Novak Djokovic Rafael Nadal
Novak Djokovic gets a congratulatory pat from Rafael Nadal, November 11. Reuters

Novak Djokovic underlined his authority on the indoor surface with a dominating straight-set victory over world number one Rafael Nadal in the title round of the ATP World Tour Finals in London.

Djokovic came into the final on the back of a 21-match unbeaten streak, which saw him grab titles in Beijing, Shanghai and Paris, and there was no stopping the Serbian on Monday night as the world number two got off to a flying start before comfortably seeing off the challenge of Nadal 6-3, 6-4 in 1 hour and 37 minutes.

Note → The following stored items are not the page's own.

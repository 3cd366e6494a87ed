//! C ABI shared between the runtime and native plugin modules
//!
//! A module exports two symbols:
//!
//! - [`API_VERSION_SYMBOL`]: `extern "C" fn() -> u32` returning [`PLUGIN_API_VERSION`]
//! - [`EXPORTS_SYMBOL`]: `extern "C" fn() -> *const PluginExports`
//!
//! Use [`export_plugin!`](crate::export_plugin) instead of writing them by hand.

use crate::plugin::{Plugin, PluginMetadata};
use std::ffi::{c_char, c_void, CString};
use std::panic::{self, AssertUnwindSafe};

/// Interface version this crate was built with
pub const PLUGIN_API_VERSION: u32 = 1;

/// Version query symbol
pub const API_VERSION_SYMBOL: &[u8] = b"keel_plugin_api_version";

/// Export table symbol
pub const EXPORTS_SYMBOL: &[u8] = b"keel_plugin_exports";

/// Signature of the version query symbol
pub type ApiVersionFn = extern "C" fn() -> u32;

/// Signature of the export table symbol
pub type ExportsFn = extern "C" fn() -> *const PluginExports;

/// Produces a `*mut Box<dyn Plugin>` as an opaque pointer
pub type CreateFn = extern "C" fn() -> *mut c_void;

/// Destroys a pointer returned by [`CreateFn`]
pub type DestroyFn = unsafe extern "C" fn(*mut c_void);

/// Module-wide teardown, called once before the library is released
pub type CleanupFn = extern "C" fn();

/// Fixed-layout export record
#[repr(C)]
#[derive(Debug)]
pub struct PluginExports {
    /// NUL-terminated plugin name
    pub name: *const c_char,
    /// NUL-terminated version string
    pub version: *const c_char,
    /// Plugin factory
    pub create: CreateFn,
    /// Plugin destructor
    pub destroy: DestroyFn,
    /// Optional module teardown hook
    pub cleanup: Option<CleanupFn>,
    /// NUL-terminated JSON [`PluginMetadata`], may be null
    pub metadata_json: *const c_char,
}

/// Owner of the strings an export record points into.
///
/// Lives in a `static` inside the plugin module so the pointers stay valid for
/// as long as the library is loaded.
#[derive(Debug)]
pub struct ExportRecord {
    _name: CString,
    _version: CString,
    _metadata_json: CString,
    exports: PluginExports,
}

impl ExportRecord {
    /// Build a record from metadata and the module's callbacks
    pub fn new(
        metadata: &PluginMetadata,
        create: CreateFn,
        destroy: DestroyFn,
        cleanup: Option<CleanupFn>,
    ) -> Self {
        let name = CString::new(metadata.name.as_str()).unwrap_or_default();
        let version = CString::new(metadata.version.to_string()).unwrap_or_default();
        let metadata_json = serde_json::to_string(metadata)
            .ok()
            .and_then(|json| CString::new(json).ok())
            .unwrap_or_default();

        let exports = PluginExports {
            name: name.as_ptr(),
            version: version.as_ptr(),
            create,
            destroy,
            cleanup,
            metadata_json: metadata_json.as_ptr(),
        };

        Self {
            _name: name,
            _version: version,
            _metadata_json: metadata_json,
            exports,
        }
    }

    /// Pointer handed across the ABI boundary
    pub fn as_ptr(&self) -> *const PluginExports {
        &self.exports
    }
}

// The record only points into its own immutable CStrings.
#[allow(unsafe_code)]
unsafe impl Send for ExportRecord {}
#[allow(unsafe_code)]
unsafe impl Sync for ExportRecord {}

/// Run a plugin constructor on behalf of a module factory.
///
/// Returns the boxed plugin as an opaque pointer, or null if the constructor
/// panicked. A panic must not unwind across the `extern "C"` boundary.
pub fn guarded_create<F>(constructor: F) -> *mut c_void
where
    F: FnOnce() -> Box<dyn Plugin>,
{
    match panic::catch_unwind(AssertUnwindSafe(constructor)) {
        Ok(plugin) => Box::into_raw(Box::new(plugin)) as *mut c_void,
        Err(_) => std::ptr::null_mut(),
    }
}

/// Export a plugin type from a `cdylib` crate.
///
/// ```rust,ignore
/// keel_plugin_api::export_plugin!(CounterPlugin::default(), CounterPlugin::metadata());
/// keel_plugin_api::export_plugin!(CounterPlugin::default(), CounterPlugin::metadata(), cleanup = on_unload);
/// ```
#[macro_export]
macro_rules! export_plugin {
    ($constructor:expr, $metadata:expr) => {
        $crate::export_plugin!(@emit $constructor, $metadata, ::std::option::Option::None);
    };
    ($constructor:expr, $metadata:expr, cleanup = $cleanup:path) => {
        $crate::export_plugin!(@emit $constructor, $metadata, ::std::option::Option::Some($cleanup as $crate::abi::CleanupFn));
    };
    (@emit $constructor:expr, $metadata:expr, $cleanup:expr) => {
        #[no_mangle]
        pub extern "C" fn keel_plugin_api_version() -> u32 {
            $crate::abi::PLUGIN_API_VERSION
        }

        #[no_mangle]
        pub extern "C" fn keel_plugin_exports() -> *const $crate::abi::PluginExports {
            static RECORD: ::std::sync::OnceLock<$crate::abi::ExportRecord> =
                ::std::sync::OnceLock::new();
            RECORD
                .get_or_init(|| {
                    $crate::abi::ExportRecord::new(
                        &$metadata,
                        __keel_create_plugin,
                        __keel_destroy_plugin,
                        $cleanup,
                    )
                })
                .as_ptr()
        }

        extern "C" fn __keel_create_plugin() -> *mut ::std::ffi::c_void {
            $crate::abi::guarded_create(|| {
                let plugin: ::std::boxed::Box<dyn $crate::Plugin> =
                    ::std::boxed::Box::new($constructor);
                plugin
            })
        }

        unsafe extern "C" fn __keel_destroy_plugin(ptr: *mut ::std::ffi::c_void) {
            if !ptr.is_null() {
                drop(::std::boxed::Box::from_raw(
                    ptr as *mut ::std::boxed::Box<dyn $crate::Plugin>,
                ));
            }
        }
    };
}

#[cfg(test)]
#[allow(unsafe_code)]
mod tests {
    use super::*;
    use crate::context::HostContext;
    use crate::error::Result;
    use crate::version::PluginVersion;
    use async_trait::async_trait;
    use std::ffi::CStr;
    use std::sync::Arc;

    #[derive(Debug)]
    struct Stub;

    #[async_trait]
    impl Plugin for Stub {
        fn name(&self) -> &str {
            "stub"
        }

        async fn initialize(&mut self, _context: Arc<dyn HostContext>) -> Result<()> {
            Ok(())
        }

        async fn shutdown(&mut self) -> Result<()> {
            Ok(())
        }
    }

    extern "C" fn create() -> *mut c_void {
        std::ptr::null_mut()
    }

    unsafe extern "C" fn destroy(_ptr: *mut c_void) {}

    #[test]
    fn test_export_record_strings() {
        let metadata = PluginMetadata::new("counter", PluginVersion::new(1, 2, 0));
        let record = ExportRecord::new(&metadata, create, destroy, None);
        let exports = unsafe { &*record.as_ptr() };

        let name = unsafe { CStr::from_ptr(exports.name) };
        let version = unsafe { CStr::from_ptr(exports.version) };
        let json = unsafe { CStr::from_ptr(exports.metadata_json) };

        assert_eq!(name.to_str().unwrap(), "counter");
        assert_eq!(version.to_str().unwrap(), "1.2.0");

        let parsed: PluginMetadata = serde_json::from_str(json.to_str().unwrap()).unwrap();
        assert_eq!(parsed, metadata);
        assert!(exports.cleanup.is_none());
    }

    #[test]
    fn test_guarded_create_returns_plugin() {
        let raw = guarded_create(|| -> Box<dyn Plugin> { Box::new(Stub) });
        assert!(!raw.is_null());

        let plugin = unsafe { Box::from_raw(raw as *mut Box<dyn Plugin>) };
        assert_eq!(plugin.name(), "stub");
    }

    #[test]
    fn test_guarded_create_catches_panic() {
        let raw = guarded_create(|| -> Box<dyn Plugin> { panic!("constructor failed") });
        assert!(raw.is_null());
    }
}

"We push each other to the limit [and] we make each other better," said Djokovic, who won his third year-end title. "We make each other work harder on our games, especially when we play against each other. It's always a huge challenge.

"This can serve as a great platform for 2014 season. I'm extra motivated and inspired to work and get myself, first of all, rested and recovered in the off season, and then work on my game and get ready for Australian Open."

Nadal went down 0-3 in the first set, and despite improving after that slow start it was always going to be an uphill battle for the Spaniard, who admittedly does not favour the indoor surface.

The 27-year-old, though, will rue the fact that he has let slip another chance at winning his first ATP World Tour Finals title, having been beaten in his only other previous final appearance by Roger Federer.

"The thing that made the difference in today's match was the serve, I didn't serve well, he served well," Nadal told reporters after the match. "For the rest I felt that when I was playing, I was not far away off his level.

"At the beginning he was playing much better than me. After that I didn't see the difference. I felt that I was playing enough well to be little bit closer than the score. But at the end, I lost 6-3, 6-4. I lost 6-3, 6-4 because the opponent played better than me."

Nadal, who ensured he would end the year as the world number one earlier in the tournament, insisted he had no regrets over losing the final after completing a remarkable year where he came out of a potentially career-threatening injury to win several titles, including the French Open and the US Open.

"Winning or losing today was not going to change my career," Nadal said. "I am not very disappointed. I know that I was not the favourite for the match, even if I tried with the right attitude, fighting for every moment, even if the match was not going the way that I would like.

"It's very special what happened this year."